He talked about the charges, described his meager beginnings and his military service. He outlined his financial worth his mortgages, his $15,000 salary, his 1950 Oldsmobile and, armed with a just-completed audit and legal review, assured Americans he had neither violated any laws, nor profited personally from the fund.

“I should say this,” he added, “that Pat doesn’t have a mink coat, but she does have a respectable Republican cloth coat, and I always tell her she would look good in anything.”

Then came the real kicker.

There was “one other thing,” he said. The Nixons did get a gift from “a man down in Texas” a cocker spaniel, and Tricia had named it Checkers.

“And you know the kids, like all kids, loved the dog, and I just want to say this right now, that regardless of what they say about it, we are going to keep him.”

A ‘clever’ maneuver

Beatrice Carrol watched the speech in Indiana, on her parent’s snowy black-and-white television, her mouth dropping open when she heard mention of the dog. “It was like, ‘What? Oh my goodness!’ “

“Let’s put it this way: I never had the admiration for him that my ex-husband did. But I did think they were picking on him at the time. He was very clever about bringing the dog into the picture.”

Sixty million other Americans watched as well.

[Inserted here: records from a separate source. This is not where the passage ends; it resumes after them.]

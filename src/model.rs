//! Traveler and itinerary data model.
//!
//! Everything here is plain data passed into the evaluator by value or
//! reference. Invariants are checked by [`crate::validation`] at evaluation
//! time rather than at construction, so hosts can build records field by
//! field from form input.

use std::collections::BTreeSet;
use std::fmt;

use chrono::NaiveDate;
use serde::{Deserialize, Serialize};

/// Unique identifier for a traveler.
#[derive(Debug, Clone, PartialEq, Eq, PartialOrd, Ord, Hash, Serialize, Deserialize)]
#[serde(transparent)]
pub struct TravelerId(pub String);

impl TravelerId {
    pub fn new(id: impl Into<String>) -> Self {
        Self(id.into())
    }

    pub fn as_str(&self) -> &str {
        &self.0
    }
}

impl fmt::Display for TravelerId {
    fn fmt(&self, f: &mut fmt::Formatter<'_>) -> fmt::Result {
        f.write_str(&self.0)
    }
}

/// A member of the travel group.
#[derive(Debug, Clone, PartialEq, Serialize, Deserialize)]
pub struct Traveler {
    pub id: TravelerId,
    pub name: String,
    /// Short display initials, e.g. "SJ".
    #[serde(default)]
    pub avatar: String,
    pub constraints: Constraints,
}

impl Traveler {
    /// Creates a traveler with default (unconstrained) constraints.
    ///
    /// The avatar is derived from the initials of `name`.
    pub fn new(id: impl Into<String>, name: impl Into<String>) -> Self {
        let name = name.into();
        let avatar = name
            .split_whitespace()
            .filter_map(|part| part.chars().next())
            .flat_map(char::to_uppercase)
            .collect();

        Self {
            id: TravelerId::new(id),
            name,
            avatar,
            constraints: Constraints::default(),
        }
    }

    pub fn is_strict(&self) -> bool {
        self.constraints.flexibility == Flexibility::Strict
    }
}

/// Everything a traveler needs from the trip.
#[derive(Debug, Clone, Default, PartialEq, Serialize, Deserialize)]
#[serde(default)]
pub struct Constraints {
    pub date_window: DateWindow,
    pub budget: Budget,
    pub passport_visa: PassportVisa,
    /// Preferred carriers. Carried for display; never evaluated.
    pub airline_preferences: Vec<String>,
    pub non_negotiables: NonNegotiables,
    pub flexibility: Flexibility,
}

/// Availability window plus individual days the traveler is unavailable.
#[derive(Debug, Clone, Default, PartialEq, Eq, Serialize, Deserialize)]
#[serde(default)]
pub struct DateWindow {
    pub start: Option<NaiveDate>,
    pub end: Option<NaiveDate>,
    pub blackout_dates: BTreeSet<NaiveDate>,
}

impl DateWindow {
    pub fn new(start: Option<NaiveDate>, end: Option<NaiveDate>) -> Self {
        Self {
            start,
            end,
            blackout_dates: BTreeSet::new(),
        }
    }

    /// Whether the inclusive span `first..=last` lies inside this window.
    ///
    /// Open bounds accept anything on that side.
    pub fn contains_span(&self, first: NaiveDate, last: NaiveDate) -> bool {
        let after_start = self.start.is_none_or(|start| start <= first);
        let before_end = self.end.is_none_or(|end| last <= end);
        after_start && before_end
    }
}

/// Budget in major currency units (e.g. dollars).
#[derive(Debug, Clone, Copy, Default, PartialEq, Serialize, Deserialize)]
pub struct Budget {
    pub max: f64,
    /// Projected spend for this traveler's share of the itinerary.
    pub current: f64,
}

impl Budget {
    pub fn new(max: f64, current: f64) -> Self {
        Self { max, current }
    }
}

#[derive(Debug, Clone, Copy, Default, PartialEq, Eq, Hash, Serialize, Deserialize)]
pub enum VisaStatus {
    #[default]
    Valid,
    Pending,
    Expired,
    NotApplied,
}

impl fmt::Display for VisaStatus {
    fn fmt(&self, f: &mut fmt::Formatter<'_>) -> fmt::Result {
        let label = match self {
            VisaStatus::Valid => "valid",
            VisaStatus::Pending => "pending",
            VisaStatus::Expired => "expired",
            VisaStatus::NotApplied => "not applied",
        };
        f.write_str(label)
    }
}

#[derive(Debug, Clone, Default, PartialEq, Eq, Serialize, Deserialize)]
#[serde(default)]
pub struct PassportVisa {
    pub status: VisaStatus,
    /// Destinations (cities or countries) the traveler cannot enter.
    pub restrictions: Vec<String>,
}

#[derive(Debug, Clone, Default, PartialEq, Eq, Serialize, Deserialize)]
#[serde(default)]
pub struct NonNegotiables {
    pub must_visit: Vec<String>,
    /// Date labels such as "Feb 3", or ISO dates.
    pub cannot_travel: Vec<String>,
}

/// Tolerance for schedule changes. Informational only.
#[derive(Debug, Clone, Copy, Default, PartialEq, Eq, Hash, Serialize, Deserialize)]
pub enum Flexibility {
    Strict,
    #[default]
    Flexible,
}

/// One city segment of an itinerary.
#[derive(Debug, Clone, PartialEq, Serialize, Deserialize)]
pub struct Leg {
    pub city: String,
    #[serde(default)]
    pub country: Option<String>,
    pub arrival: NaiveDate,
    /// Incremental cost of this leg in major currency units.
    pub cost: f64,
    /// City coordinates (lat, lng), when known.
    #[serde(default)]
    pub location: Option<(f64, f64)>,
}

impl Leg {
    pub fn new(city: impl Into<String>, arrival: NaiveDate, cost: f64) -> Self {
        Self {
            city: city.into(),
            country: None,
            arrival,
            cost,
            location: None,
        }
    }

    pub fn with_country(mut self, country: impl Into<String>) -> Self {
        self.country = Some(country.into());
        self
    }

    pub fn with_location(mut self, lat: f64, lng: f64) -> Self {
        self.location = Some((lat, lng));
        self
    }
}

/// Ordered sequence of legs.
#[derive(Debug, Clone, Default, PartialEq, Serialize, Deserialize)]
pub struct Itinerary {
    pub legs: Vec<Leg>,
}

impl Itinerary {
    pub fn new(legs: Vec<Leg>) -> Self {
        Self { legs }
    }

    pub fn is_empty(&self) -> bool {
        self.legs.is_empty()
    }

    pub fn total_cost(&self) -> f64 {
        self.legs.iter().map(|leg| leg.cost).sum()
    }

    /// First and last arrival dates. `None` for an empty itinerary.
    pub fn date_range(&self) -> Option<(NaiveDate, NaiveDate)> {
        let first = self.legs.iter().map(|leg| leg.arrival).min()?;
        let last = self.legs.iter().map(|leg| leg.arrival).max()?;
        Some((first, last))
    }

    /// Inclusive number of days from first to last arrival.
    pub fn duration_days(&self) -> i64 {
        self.date_range()
            .map(|(first, last)| (last - first).num_days() + 1)
            .unwrap_or(0)
    }

    /// Distinct arrival dates in ascending order.
    pub fn arrival_dates(&self) -> BTreeSet<NaiveDate> {
        self.legs.iter().map(|leg| leg.arrival).collect()
    }

    /// City names in leg order.
    pub fn destinations(&self) -> impl Iterator<Item = &str> {
        self.legs.iter().map(|leg| leg.city.as_str())
    }

    /// Whether any leg visits `city` (case-insensitive).
    pub fn visits_city(&self, city: &str) -> bool {
        self.legs.iter().any(|leg| names_match(&leg.city, city))
    }
}

/// Case-insensitive comparison of city, country and restriction names.
pub fn names_match(a: &str, b: &str) -> bool {
    a.trim().to_lowercase() == b.trim().to_lowercase()
}
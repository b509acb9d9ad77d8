//! Error types for evaluation and planner commands.

use thiserror::Error;

use crate::model::TravelerId;

/// Evaluation failure. The evaluator does no I/O, so malformed input is the
/// only way it can fail.
#[derive(Debug, Clone, PartialEq, Error)]
pub enum EvaluateError {
    #[error("invalid input: {0}")]
    InvalidInput(#[from] InputError),
}

/// The precise reason an input was rejected.
#[derive(Debug, Clone, PartialEq, Error)]
pub enum InputError {
    #[error("traveler list is empty")]
    NoTravelers,
    #[error("itinerary has no legs")]
    EmptyItinerary,
    #[error("traveler {0} appears more than once")]
    DuplicateTraveler(TravelerId),
    #[error("traveler {traveler}: date window starts after it ends")]
    InvertedDateWindow { traveler: TravelerId },
    #[error("{field} must not be negative (got {value})")]
    NegativeAmount { field: String, value: f64 },
    #[error("{field} must be a finite number")]
    NonFiniteAmount { field: String },
    #[error("traveler {traveler}: duplicate {field} entry {value:?}")]
    DuplicateEntry {
        traveler: TravelerId,
        field: &'static str,
        value: String,
    },
    #[error("traveler {traveler}: {label:?} is not a recognizable date")]
    InvalidDateLabel { traveler: TravelerId, label: String },
    #[error("leg {index} has an empty city name")]
    EmptyCity { index: usize },
    #[error("leg {index} arrives before the previous leg")]
    LegsOutOfOrder { index: usize },
    #[error("minor_units must be at most {max} (got {value})")]
    UnsupportedMinorUnits { value: u32, max: u32 },
}

/// Rejected planner command. State is left untouched.
#[derive(Debug, Clone, PartialEq, Error)]
pub enum CommandError {
    #[error("unknown traveler {0}")]
    UnknownTraveler(TravelerId),
    #[error("unknown route {0}")]
    UnknownRoute(String),
    #[error("{0} must not be empty")]
    EmptyValue(&'static str),
    #[error("{value:?} is already in {field}")]
    Duplicate { field: &'static str, value: String },
    #[error("{value:?} is not in {field}")]
    NotPresent { field: &'static str, value: String },
    #[error("{0:?} is not a recognizable date (expected e.g. \"Jan 12\" or \"2025-01-12\")")]
    InvalidDateLabel(String),
    #[error("amount must be a non-negative finite number (got {0})")]
    InvalidAmount(f64),
    #[error("date window starts after it ends")]
    InvertedWindow,
}
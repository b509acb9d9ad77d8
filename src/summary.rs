//! Group-level statistics for a preview panel.

use serde::{Deserialize, Serialize};

use crate::model::{Traveler, names_match};

#[derive(Debug, Clone, PartialEq, Serialize, Deserialize)]
pub struct GroupSummary {
    pub traveler_count: usize,
    pub strict_count: usize,
    /// Mean of `budget.max`; zero for an empty group.
    pub average_max_budget: f64,
    /// Distinct must-visit cities, first spelling wins, in first-seen order.
    pub must_visit_cities: Vec<String>,
}

impl GroupSummary {
    pub fn from_travelers(travelers: &[Traveler]) -> Self {
        let traveler_count = travelers.len();
        let strict_count = travelers.iter().filter(|t| t.is_strict()).count();
        let average_max_budget = if traveler_count == 0 {
            0.0
        } else {
            travelers
                .iter()
                .map(|t| t.constraints.budget.max)
                .sum::<f64>()
                / traveler_count as f64
        };

        let mut must_visit_cities: Vec<String> = Vec::new();
        for city in travelers
            .iter()
            .flat_map(|t| &t.constraints.non_negotiables.must_visit)
        {
            if !must_visit_cities.iter().any(|seen| names_match(seen, city)) {
                must_visit_cities.push(city.trim().to_string());
            }
        }

        Self {
            traveler_count,
            strict_count,
            average_max_budget,
            must_visit_cities,
        }
    }
}
//! Conflict records and the feasibility status derived from them.

use std::collections::BTreeSet;
use std::fmt;

use chrono::NaiveDate;
use serde::{Deserialize, Serialize};

use crate::model::TravelerId;

/// Conflict category. Declaration order is display order.
#[derive(Debug, Clone, Copy, PartialEq, Eq, PartialOrd, Ord, Hash, Serialize, Deserialize)]
pub enum ConflictKind {
    Budget,
    Date,
    Visa,
    /// A must-visit city is missing from the itinerary.
    Coverage,
}

impl fmt::Display for ConflictKind {
    fn fmt(&self, f: &mut fmt::Formatter<'_>) -> fmt::Result {
        let label = match self {
            ConflictKind::Budget => "budget",
            ConflictKind::Date => "date",
            ConflictKind::Visa => "visa",
            ConflictKind::Coverage => "coverage",
        };
        f.write_str(label)
    }
}

#[derive(Debug, Clone, Copy, PartialEq, Eq, Hash, Serialize, Deserialize)]
pub enum Severity {
    Error,
    Warning,
}

/// Structured payload behind a conflict message.
#[derive(Debug, Clone, PartialEq, Serialize, Deserialize)]
pub enum ConflictDetail {
    /// Projected spend exceeds the budget by `overage`.
    OverBudget { overage: f64 },
    /// A leg arrives on a day the traveler cannot travel.
    BlockedDate { date: NaiveDate },
    /// Trip dates fall outside the traveler's availability window.
    OutsideWindow {
        trip_start: NaiveDate,
        trip_end: NaiveDate,
        window_start: Option<NaiveDate>,
        window_end: Option<NaiveDate>,
    },
    /// Destinations the traveler is restricted from.
    VisaRestricted { restrictions: Vec<String> },
    /// Passport or visa has expired.
    VisaExpired { restrictions: Vec<String> },
    MissingCity { city: String },
}

/// A single detected problem with the itinerary.
#[derive(Debug, Clone, PartialEq, Serialize, Deserialize)]
pub struct Conflict {
    #[serde(rename = "type")]
    pub kind: ConflictKind,
    pub severity: Severity,
    pub affected_traveler_ids: BTreeSet<TravelerId>,
    pub message: String,
    pub detail: ConflictDetail,
}

impl Conflict {
    pub fn new(
        kind: ConflictKind,
        severity: Severity,
        traveler: &TravelerId,
        message: impl Into<String>,
        detail: ConflictDetail,
    ) -> Self {
        Self {
            kind,
            severity,
            affected_traveler_ids: BTreeSet::from([traveler.clone()]),
            message: message.into(),
            detail,
        }
    }

    pub fn is_error(&self) -> bool {
        self.severity == Severity::Error
    }

    pub fn affects(&self, traveler: &TravelerId) -> bool {
        self.affected_traveler_ids.contains(traveler)
    }
}

/// Aggregate classification of an itinerary.
#[derive(Debug, Clone, Copy, PartialEq, Eq, Hash, Serialize, Deserialize)]
pub enum FeasibilityStatus {
    Feasible,
    Partial,
    Infeasible,
}

impl fmt::Display for FeasibilityStatus {
    fn fmt(&self, f: &mut fmt::Formatter<'_>) -> fmt::Result {
        let label = match self {
            FeasibilityStatus::Feasible => "feasible",
            FeasibilityStatus::Partial => "partial",
            FeasibilityStatus::Infeasible => "infeasible",
        };
        f.write_str(label)
    }
}

/// Derives the feasibility status from a conflict set.
pub fn status(conflicts: &[Conflict]) -> FeasibilityStatus {
    if conflicts.iter().any(Conflict::is_error) {
        FeasibilityStatus::Infeasible
    } else if conflicts.is_empty() {
        FeasibilityStatus::Feasible
    } else {
        FeasibilityStatus::Partial
    }
}
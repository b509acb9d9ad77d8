//! Fail-fast input checks run before any rule.

use std::collections::HashSet;

use crate::error::InputError;
use crate::evaluator::EvaluateOptions;
use crate::format::{DateLabel, MAX_MINOR_UNITS};
use crate::model::{Itinerary, Traveler};

/// Rejects options the formatter cannot honor.
pub fn validate_options(options: &EvaluateOptions) -> Result<(), InputError> {
    if options.minor_units > MAX_MINOR_UNITS {
        return Err(InputError::UnsupportedMinorUnits {
            value: options.minor_units,
            max: MAX_MINOR_UNITS,
        });
    }
    Ok(())
}

/// Validates a full evaluation request.
pub fn validate_request(travelers: &[Traveler], itinerary: &Itinerary) -> Result<(), InputError> {
    if travelers.is_empty() {
        return Err(InputError::NoTravelers);
    }

    let mut seen = HashSet::new();
    for traveler in travelers {
        if !seen.insert(&traveler.id) {
            return Err(InputError::DuplicateTraveler(traveler.id.clone()));
        }
        validate_traveler(traveler)?;
    }

    validate_itinerary(itinerary)
}

/// Validates a single traveler's constraint record.
pub fn validate_traveler(traveler: &Traveler) -> Result<(), InputError> {
    let constraints = &traveler.constraints;

    if let (Some(start), Some(end)) = (constraints.date_window.start, constraints.date_window.end) {
        if start > end {
            return Err(InputError::InvertedDateWindow {
                traveler: traveler.id.clone(),
            });
        }
    }

    check_amount(&format!("{}.budget.max", traveler.id), constraints.budget.max)?;
    check_amount(&format!("{}.budget.current", traveler.id), constraints.budget.current)?;

    let lists: [(&'static str, &[String]); 3] = [
        ("must_visit", &constraints.non_negotiables.must_visit),
        ("cannot_travel", &constraints.non_negotiables.cannot_travel),
        ("restrictions", &constraints.passport_visa.restrictions),
    ];
    for (field, entries) in lists {
        if let Some(value) = first_duplicate(entries) {
            return Err(InputError::DuplicateEntry {
                traveler: traveler.id.clone(),
                field,
                value: value.to_string(),
            });
        }
    }

    if let Some(label) = constraints
        .non_negotiables
        .cannot_travel
        .iter()
        .find(|label| DateLabel::parse(label).is_none())
    {
        return Err(InputError::InvalidDateLabel {
            traveler: traveler.id.clone(),
            label: label.clone(),
        });
    }

    Ok(())
}

/// Validates leg ordering, names and costs.
pub fn validate_itinerary(itinerary: &Itinerary) -> Result<(), InputError> {
    if itinerary.is_empty() {
        return Err(InputError::EmptyItinerary);
    }

    for (index, leg) in itinerary.legs.iter().enumerate() {
        if leg.city.trim().is_empty() {
            return Err(InputError::EmptyCity { index });
        }
        check_amount(&format!("leg {index} cost"), leg.cost)?;
        if index > 0 && leg.arrival < itinerary.legs[index - 1].arrival {
            return Err(InputError::LegsOutOfOrder { index });
        }
    }

    Ok(())
}

fn check_amount(field: &str, value: f64) -> Result<(), InputError> {
    if !value.is_finite() {
        return Err(InputError::NonFiniteAmount {
            field: field.to_string(),
        });
    }
    if value < 0.0 {
        return Err(InputError::NegativeAmount {
            field: field.to_string(),
            value,
        });
    }
    Ok(())
}

/// Case-insensitive duplicate search; returns the second occurrence.
fn first_duplicate(entries: &[String]) -> Option<&str> {
    let mut seen = HashSet::new();
    entries
        .iter()
        .find(|entry| !seen.insert(entry.trim().to_lowercase()))
        .map(String::as_str)
}
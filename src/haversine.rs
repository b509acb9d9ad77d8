//! Haversine distance estimator for route summaries.
//!
//! Uses great-circle distance between leg coordinates. Ignores the actual
//! rail/air network, which is fine for comparing candidate routes.

use crate::model::Leg;
use crate::traits::DistanceEstimator;

/// Earth radius in kilometers.
const EARTH_RADIUS_KM: f64 = 6371.0;

/// Great-circle distance estimator.
#[derive(Debug, Clone, Copy, Default)]
pub struct HaversineEstimator;

impl HaversineEstimator {
    /// Calculate haversine distance between two points in kilometers.
    pub fn haversine_km(from: (f64, f64), to: (f64, f64)) -> f64 {
        let (lat1, lng1) = from;
        let (lat2, lng2) = to;

        let lat1_rad = lat1.to_radians();
        let lat2_rad = lat2.to_radians();
        let delta_lat = (lat2 - lat1).to_radians();
        let delta_lng = (lng2 - lng1).to_radians();

        let a = (delta_lat / 2.0).sin().powi(2)
            + lat1_rad.cos() * lat2_rad.cos() * (delta_lng / 2.0).sin().powi(2);
        let c = 2.0 * a.sqrt().asin();

        EARTH_RADIUS_KM * c
    }
}

impl DistanceEstimator for HaversineEstimator {
    fn distance_km(&self, from: &Leg, to: &Leg) -> Option<f64> {
        Some(Self::haversine_km(from.location?, to.location?))
    }
}

/// Estimator for callers without geodata; every distance is unknown.
#[derive(Debug, Clone, Copy, Default)]
pub struct NoDistance;

impl DistanceEstimator for NoDistance {
    fn distance_km(&self, _from: &Leg, _to: &Leg) -> Option<f64> {
        None
    }
}
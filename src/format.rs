//! Currency and date-label formatting used in conflict messages.

use chrono::{Datelike, NaiveDate};

const MONTHS: [&str; 12] = [
    "january",
    "february",
    "march",
    "april",
    "may",
    "june",
    "july",
    "august",
    "september",
    "october",
    "november",
    "december",
];

/// Largest supported number of decimal places for a currency.
pub const MAX_MINOR_UNITS: u32 = 6;

/// Rounds `amount` to the currency's smallest unit.
///
/// `minor_units` is capped at [`MAX_MINOR_UNITS`].
pub fn round_to_minor_unit(amount: f64, minor_units: u32) -> f64 {
    let scale = 10f64.powi(minor_units.min(MAX_MINOR_UNITS) as i32);
    (amount * scale).round() / scale
}

/// Formats an amount as dollars with thousands separators.
///
/// The fractional part is only shown when it is non-zero after rounding,
/// so `1200.0` renders as `$1,200` and `250.5` as `$250.50`.
pub fn format_currency(amount: f64, minor_units: u32) -> String {
    let minor_units = minor_units.min(MAX_MINOR_UNITS);
    let scale = 10u64.pow(minor_units);
    let minor = (amount.abs() * scale as f64).round() as u64;
    let whole = minor / scale;
    let fraction = minor % scale;

    let digits = whole.to_string();
    let mut grouped = String::with_capacity(digits.len() + digits.len() / 3);
    for (i, ch) in digits.chars().enumerate() {
        if i > 0 && (digits.len() - i) % 3 == 0 {
            grouped.push(',');
        }
        grouped.push(ch);
    }

    let sign = if amount < 0.0 && minor > 0 { "-" } else { "" };
    if fraction == 0 {
        format!("{sign}${grouped}")
    } else {
        format!(
            "{sign}${grouped}.{fraction:0width$}",
            width = minor_units as usize
        )
    }
}

/// Short display label for a date, e.g. "Feb 3".
pub fn date_label(date: NaiveDate) -> String {
    date.format("%b %-d").to_string()
}

/// A parsed cannot-travel entry.
#[derive(Debug, Clone, Copy, PartialEq, Eq)]
pub enum DateLabel {
    /// Full calendar date ("2025-02-03").
    Exact(NaiveDate),
    /// Month and day in any year ("Feb 3").
    MonthDay { month: u32, day: u32 },
}

impl DateLabel {
    /// Parses "Mon D", "Month D" or an ISO `YYYY-MM-DD` date.
    ///
    /// Month names may be abbreviated down to three letters ("Sept" works).
    pub fn parse(label: &str) -> Option<Self> {
        let label = label.trim();
        if let Ok(date) = NaiveDate::parse_from_str(label, "%Y-%m-%d") {
            return Some(DateLabel::Exact(date));
        }

        let mut parts = label.split_whitespace();
        let month_name = parts.next()?.trim_end_matches('.').to_ascii_lowercase();
        let day: u32 = parts.next()?.trim_end_matches(',').parse().ok()?;
        if parts.next().is_some() || month_name.len() < 3 {
            return None;
        }

        let month = MONTHS
            .iter()
            .position(|full| full.starts_with(month_name.as_str()))? as u32
            + 1;

        // 2000 is a leap year, so Feb 29 is accepted.
        NaiveDate::from_ymd_opt(2000, month, day)?;
        Some(DateLabel::MonthDay { month, day })
    }

    pub fn matches(&self, date: NaiveDate) -> bool {
        match *self {
            DateLabel::Exact(exact) => exact == date,
            DateLabel::MonthDay { month, day } => date.month() == month && date.day() == day,
        }
    }
}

When it was over, Nixon felt he he had flubbed it “I loused it up,” he said especially the ending. Time had run out while he was still talking.

He left the studio and, slumped in the back of his car, spotted an Irish setter barking on the pavement. “Well,” he said to Pat, “we made a hit in the dog world, anyway.”

Widespread backing

Nixon didn’t know it, but humans had eaten it up. The Republican National Committee received 160,000 telegrams and 250,000 letters backing Nixon by a margin of 350 to 1, according to Jonathan Aitken’s “Nixon, A Life.” That night, though, a dejected Nixon, having not heard from Eisenhower, called Woods into his room and dictated his resignation. She typed it, according to Nixon’s “Memoirs,” and showed it to Nixon’s political consultant, who read it and ripped it up.

Later that night, an Eisenhower aide called to tell Nixon he needn’t worry.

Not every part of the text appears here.